▶ **WHAT IS NEEDED**:
Which lines come from the start of the records through the line that holds "let low = Decimal::ONE_HUNDRED"? Write them out word for word.

○ ○ ○ ○ ○ ○ ○

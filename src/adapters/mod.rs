// 外部格式轉接：試算表讀取、報表輸出

pub mod report_writer;
pub mod table_reader;
use crate::domain::model::{AuditReport, AuditStatus, NormalizedMilestone, ProjectAuditEntry};
use rust_decimal::Decimal;
use std::collections::BTreeMap;

/// 預設容許誤差：±1 個百分點
pub const DEFAULT_TOLERANCE_PCT: Decimal = Decimal::ONE;

/// Canonical grouping key for a project name: trimmed, then title-cased
/// (first letter of each alphabetic run upper-case, the rest lower-case).
pub fn project_key(name: &str) -> String {
    let mut key = String::with_capacity(name.len());
    let mut in_word = false;

    for c in name.trim().chars() {
        if c.is_alphabetic() {
            if in_word {
                key.extend(c.to_lowercase());
            } else {
                key.extend(c.to_uppercase());
            }
            in_word = true;
        } else {
            key.push(c);
            in_word = false;
        }
    }
    key
}

pub fn classify(percent_total: Decimal, tolerance_pct: Decimal) -> AuditStatus {
    let low = Decimal::ONE_HUNDRED - tolerance_pct;
    let high = Decimal::ONE_HUNDRED + tolerance_pct;
    if percent_total >= low && percent_total <= high {
        AuditStatus::Balanced
    } else {
        AuditStatus::Unbalanced
    }
}

/// Sums normalized fractions per project.
///
/// The report is advisory: unbalanced projects are still amortized with whatever fractions
/// they carry. Entries are ordered by project key. Rows without a project name stay in the
/// matrix but have no audit entry.
pub fn audit_projects(milestones: &[NormalizedMilestone], tolerance_pct: Decimal) -> AuditReport {
    let mut groups: BTreeMap<String, (Decimal, usize)> = BTreeMap::new();

    for milestone in milestones {
        let key = project_key(&milestone.record.project);
        if key.is_empty() {
            tracing::debug!("Row {} has no project, skipped in audit", milestone.record.row);
            continue;
        }
        let group = groups.entry(key).or_insert((Decimal::ZERO, 0));
        group.0 += milestone.fraction;
        group.1 += 1;
    }

    let entries = groups
        .into_iter()
        .map(|(project, (fraction_sum, count))| {
            let percent_total = (fraction_sum * Decimal::ONE_HUNDRED).round_dp(2);
            let status = classify(percent_total, tolerance_pct);
            if status == AuditStatus::Unbalanced {
                tracing::warn!("🚨 Project '{}' sums to {}%", project, percent_total);
            } else {
                tracing::debug!("✅ Project '{}' sums to {}%", project, percent_total);
            }

            ProjectAuditEntry {
                project,
                fraction_sum,
                percent_total,
                milestones: count,
                status,
            }
        })
        .collect();

    AuditReport { entries }
}
pub mod adapters;
pub mod config;
pub mod core;
pub mod domain;
pub mod utils;

#[cfg(feature = "cli")]
pub use config::CliConfig;
pub use config::cli::LocalStorage;

pub use core::{
    etl::{ForecastEngine, RunSummary},
    pipeline::MilestonePipeline,
};
pub use utils::error::{ForecastError, Result};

○ ○ ○ ○ ○ ○ ○

▶ **TASK SOLUTION**:
filename src/adapters/mod.rs
// 外部格式轉接：試算表讀取、報表輸出

pub mod report_writer;
pub mod table_reader;
use crate::domain::model::{AuditReport, AuditStatus, NormalizedMilestone, ProjectAuditEntry};
use rust_decimal::Decimal;
use std::collections::BTreeMap;

/// 預設容許誤差：±1 個百分點
pub const DEFAULT_TOLERANCE_PCT: Decimal = Decimal::ONE;

/// Canonical grouping key for a project name: trimmed, then title-cased
/// (first letter of each alphabetic run upper-case, the rest lower-case).
pub fn project_key(name: &str) -> String {
    let mut key = String::with_capacity(name.len());
    let mut in_word = false;

    for c in name.trim().chars() {
        if c.is_alphabetic() {
            if in_word {
                key.extend(c.to_lowercase());
            } else {
                key.extend(c.to_uppercase());
            }
            in_word = true;
        } else {
            key.push(c);
            in_word = false;
        }
    }
    key
}

pub fn classify(percent_total: Decimal, tolerance_pct: Decimal) -> AuditStatus {
    let low = Decimal::ONE_HUNDRED - tolerance_pct;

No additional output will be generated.